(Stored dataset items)
Content starts

//! Shared helpers for the integration suites.
#![allow(dead_code)]

use std::sync::Arc;

use fanout_abi::Word;
use fanout_core::{Core, CoreConfig, SubscriptionKey};

/// Schema tag used across the suites.
pub const CHATTER: u64 = 0x93c2_0128_30d6_8d3c;

pub fn new_core() -> Arc<Core> {
    Core::new(CoreConfig::default()).unwrap()
}

pub fn key(topic: &str, msg_type: u64) -> SubscriptionKey {
    SubscriptionKey::new(topic, msg_type)
}

/// Frames `bytes` into `words` as a length-prefixed little-endian packing:
/// word 0 is the byte count, subsequent words carry the payload.
pub fn pack_bytes(words: &mut [Word], bytes: &[u8]) {
    assert!(words.len() > bytes.len() / 8 + 1, "segment too small");

    words[0] = bytes.len() as Word;
    for (i, chunk) in bytes.chunks(8).enumerate() {
        let mut buf = [0u8; 8];
        buf[..chunk.len()].copy_from_slice(chunk);
        words[i + 1] = Word::from_le_bytes(buf);
    }
}

/// Inverse of [`pack_bytes`].
pub fn unpack_bytes(words: &[Word]) -> Vec<u8> {
    let len = words[0] as usize;
    let mut bytes = Vec::with_capacity(len);

    for word in &words[1..] {
        bytes.extend_from_slice(&word.to_le_bytes());
        if bytes.len() >= len {
            break;
        }
    }

    bytes.truncate(len);
    bytes
}
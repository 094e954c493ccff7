//! # Fanout ABI
//!
//! The C ABI contract between the fanout core and node plugins.
//!
//! Everything in this crate is `#[repr(C)]` and may be handed across a
//! shared-library boundary. Polymorphism is expressed as tables of function
//! pointers ([`CoreVtbl`], [`RawNodeVtbl`], [`MsgBuilderVtbl`]) paired with an
//! opaque `impl` pointer; this is the only dispatch shape that survives an
//! ABI boundary, so the core keeps it even where plain trait objects would do
//! internally.
//!
//! ## Conventions
//!
//! - All strings are `(ptr, len)` views ([`StrView`]) without nul
//!   termination. An empty view carries a null pointer and zero length.
//! - All fallible entries return a non-negative `c_int`; `0` is success.
//!   The stable code mapping lives in [`ErrorCode`].
//! - Function-pointer fields in [`RawNodeVtbl`] are `Option` so a loader can
//!   reject a table with missing entries instead of calling through null.

#![warn(clippy::all, clippy::pedantic)]
#![allow(clippy::module_name_repetitions)]

use libc::{c_char, c_int, c_void};

// ---------------------------------------------------------------------------
// Scalar aliases
// ---------------------------------------------------------------------------

/// 64-bit tag identifying a message schema.
///
/// Opaque to the core: two messages match only if their tags are bit-equal.
pub type MsgType = u64;

/// A machine word as carried in message segments (8 bytes, host alignment).
pub type Word = u64;

/// Signed length/index type crossing the ABI (matches C `ptrdiff_t`).
pub type Index = isize;

/// Exported entry-point symbol every node plugin must define.
///
/// The symbol is a zero-argument function returning a pointer to a static
/// [`RawNodeVtbl`]. The trailing nul is included so the bytes can be handed
/// to `dlsym`-style resolvers directly.
pub const NODE_ENTRYPOINT: &[u8] = b"node_entrypoint\0";

/// Type of the function resolved from [`NODE_ENTRYPOINT`].
pub type NodeEntrypointFn = unsafe extern "C" fn() -> *const RawNodeVtbl;

// ---------------------------------------------------------------------------
// StrView
// ---------------------------------------------------------------------------

/// Borrowed, non-owning `(ptr, len)` string view.
///
/// The pointee must stay alive and unmodified for as long as the view is in
/// use; the core never retains a view past the call it was passed to.
#[repr(C)]
#[derive(Debug, Clone, Copy)]
pub struct StrView {
    /// First byte, or null for the empty view.
    pub data: *const c_char,
    /// Length in bytes. Never negative.
    pub len: Index,
}

impl StrView {
    /// The empty view (null pointer, zero length).
    #[must_use]
    pub const fn empty() -> Self {
        Self {
            data: std::ptr::null(),
            len: 0,
        }
    }

    /// Borrows a Rust string as a view.
    ///
    /// The returned view is valid only while `s` is.
    #[must_use]
    pub fn from_str(s: &str) -> Self {
        Self {
            data: s.as_ptr().cast::<c_char>(),
            len: s.len() as Index,
        }
    }

    /// Reconstructs the viewed bytes as a `&str`.
    ///
    /// Returns `None` if the view is null, the length is negative, or the
    /// bytes are not valid UTF-8.
    ///
    /// # Safety
    ///
    /// `self.data` must point to `self.len` initialized bytes that outlive
    /// the returned reference.
    #[must_use]
    pub unsafe fn as_str<'a>(self) -> Option<&'a str> {
        if self.data.is_null() || self.len < 0 {
            return None;
        }
        let bytes = std::slice::from_raw_parts(self.data.cast::<u8>(), self.len as usize);
        std::str::from_utf8(bytes).ok()
    }
}
//! # Fanout Core
//!
//! An in-process publish/subscribe message bus for plugin-loaded nodes.
//!
//! This crate provides:
//! - **Dispatch core**: `(topic, type)`-keyed routing with a sharded
//!   subscription table and a work-stealing delivery pool
//! - **Message buffers**: zero-copy segmented messages, cache-line-aligned,
//!   shared by reference across the fan-out
//! - **Plugin loading**: shared-library nodes bound through C vtables, with
//!   library lifetime pinned to every object it produced
//! - **Parameters**: a core-scoped typed key/value store with sticky kinds
//!
//! ## Design Principles
//!
//! 1. **Publish never waits for delivery** - callbacks run on the pool
//! 2. **The same bytes for every reader** - one frozen buffer per publish
//! 3. **Failures stay local** - a subscriber error or panic is logged and
//!    isolated from the publisher and its peers
//! 4. **No process-global state** - everything hangs off a [`Core`] instance
//!
//! ## Example
//!
//! ```rust,ignore
//! use fanout_core::{Core, CoreConfig, SubscriptionKey};
//!
//! let core = Core::new(CoreConfig::default())?;
//! let key = SubscriptionKey::new("telemetry", fanout_abi::schema_type_id("demo.Reading"));
//!
//! let _sub = core.subscribe(key.clone(), |_core, view| {
//!     println!("{} segments", view.num_segments());
//!     0
//! })?;
//!
//! core.publish_with(&key, |msg| {
//!     msg.allocate_segment(16)?[0] = 42;
//!     Ok(())
//! })?;
//!
//! core.shutdown();
//! ```

#![deny(missing_docs)]
#![warn(clippy::all, clippy::pedantic)]
#![allow(clippy::module_name_repetitions)]
// Raw pointers cross the plugin ABI throughout; unsafe is confined to the
// boundary modules and the arena.
#![allow(unsafe_code)]
#![allow(clippy::cast_possible_wrap, clippy::cast_sign_loss)]

pub mod arena;
pub mod core;
pub mod ffi;
pub mod message;
pub mod node;
pub mod params;
pub mod plugin;
pub mod pool;
pub mod table;

pub use crate::core::{Core, CoreConfig, PublisherHandle, SubscriberHandle, HOST_NODE};
pub use crate::message::{FrozenMessage, MessageBuffer, MessageView};
pub use crate::node::{NodeError, NodeHandle, NodeId};
pub use crate::params::{ParamKind, ParamValue, ParameterStore};
pub use crate::plugin::{PluginHandle, PluginLoader};
pub use crate::table::SubscriptionKey;

use fanout_abi::ErrorCode;

/// Result type for core operations.
pub type Result<T> = std::result::Result<T, Error>;

/// Error type for core operations.
///
/// Every variant maps onto the stable code taxonomy in
/// [`fanout_abi::ErrorCode`] via [`code`](Error::code); variants carrying
/// context the taxonomy cannot express map to
/// [`Unknown`](ErrorCode::Unknown).
#[derive(Debug, thiserror::Error)]
pub enum Error {
    /// Arena or table allocation failed.
    #[error("out of memory")]
    OutOfMemory,

    /// Operation attempted after `shutdown` began.
    #[error("shutting down")]
    ShuttingDown,

    /// Parameter kind disagreement.
    #[error("parameter type mismatch")]
    TypeMismatch,

    /// Parameter or subscription unknown.
    #[error("not found")]
    NotFound,

    /// Dynamic library open failed.
    #[error("plugin library load failed: {0}")]
    PluginLoad(String),

    /// Plugin entry symbol missing, null, or incomplete.
    #[error("plugin entry invalid: {0}")]
    PluginSymbol(String),

    /// A node reported an error across the ABI.
    #[error("node error: {0}")]
    Node(#[from] node::NodeError),

    /// A node is already attached under this name.
    #[error("node '{0}' already attached")]
    NodeExists(String),

    /// A publish build callback returned this non-zero code.
    #[error("build callback failed with code {0}")]
    BuildCallback(i32),

    /// Everything else.
    #[error("unknown error")]
    Unknown,
}

impl Error {
    /// The stable ABI code for this error.
    #[must_use]
    pub fn code(&self) -> ErrorCode {
        match self {
            Self::OutOfMemory => ErrorCode::OutOfMemory,
            Self::ShuttingDown => ErrorCode::ShuttingDown,
            Self::TypeMismatch => ErrorCode::TypeMismatch,
            Self::NotFound => ErrorCode::NotFound,
            Self::PluginLoad(_) => ErrorCode::PluginLoad,
            Self::PluginSymbol(_) => ErrorCode::PluginSymbol,
            Self::Node(_) | Self::NodeExists(_) | Self::BuildCallback(_) | Self::Unknown => {
                ErrorCode::Unknown
            }
        }
    }

    /// The stable human-readable string for this error's code.
    #[must_use]
    pub fn what(&self) -> &'static str {
        self.code().what()
    }
}

#[cfg(test)]
mod tests {
    use super::*;

    #[test]
    fn test_error_codes_are_stable() {
        assert_eq!(Error::OutOfMemory.code().code(), 1);
        assert_eq!(Error::ShuttingDown.code().code(), 2);
        assert_eq!(Error::TypeMismatch.code().code(), 3);
        assert_eq!(Error::NotFound.code().code(), 4);
        assert_eq!(Error::PluginLoad(String::new()).code().code(), 5);
        assert_eq!(Error::PluginSymbol(String::new()).code().code(), 6);
        assert_eq!(Error::Unknown.code().code(), 7);
    }

    #[test]
    fn test_error_what_matches_code() {
        assert_eq!(Error::ShuttingDown.what(), "shutting down");
        assert_eq!(Error::NotFound.what(), "not found");
    }
}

Content ends

The required output is the entries from their opening line through the line holding "and zero length.", repeated exactly, with both end lines kept.

//! Shared helpers for the integration suites.
#![allow(dead_code)]

use std::sync::Arc;

use fanout_abi::Word;
use fanout_core::{Core, CoreConfig, SubscriptionKey};

/// Schema tag used across the suites.
pub const CHATTER: u64 = 0x93c2_0128_30d6_8d3c;

pub fn new_core() -> Arc<Core> {
    Core::new(CoreConfig::default()).unwrap()
}

pub fn key(topic: &str, msg_type: u64) -> SubscriptionKey {
    SubscriptionKey::new(topic, msg_type)
}

/// Frames `bytes` into `words` as a length-prefixed little-endian packing:
/// word 0 is the byte count, subsequent words carry the payload.
pub fn pack_bytes(words: &mut [Word], bytes: &[u8]) {
    assert!(words.len() > bytes.len() / 8 + 1, "segment too small");

    words[0] = bytes.len() as Word;
    for (i, chunk) in bytes.chunks(8).enumerate() {
        let mut buf = [0u8; 8];
        buf[..chunk.len()].copy_from_slice(chunk);
        words[i + 1] = Word::from_le_bytes(buf);
    }
}

/// Inverse of [`pack_bytes`].
pub fn unpack_bytes(words: &[Word]) -> Vec<u8> {
    let len = words[0] as usize;
    let mut bytes = Vec::with_capacity(len);

    for word in &words[1..] {
        bytes.extend_from_slice(&word.to_le_bytes());
        if bytes.len() >= len {
            break;
        }
    }

    bytes.truncate(len);
    bytes
}
repository 094e954c493ccff7
//! # Fanout ABI
//!
//! The C ABI contract between the fanout core and node plugins.
//!
//! Everything in this crate is `#[repr(C)]` and may be handed across a
//! shared-library boundary. Polymorphism is expressed as tables of function
//! pointers ([`CoreVtbl`], [`RawNodeVtbl`], [`MsgBuilderVtbl`]) paired with an
//! opaque `impl` pointer; this is the only dispatch shape that survives an
//! ABI boundary, so the core keeps it even where plain trait objects would do
//! internally.
//!
//! ## Conventions
//!
//! - All strings are `(ptr, len)` views ([`StrView`]) without nul
//!   termination. An empty view carries a null pointer and zero length.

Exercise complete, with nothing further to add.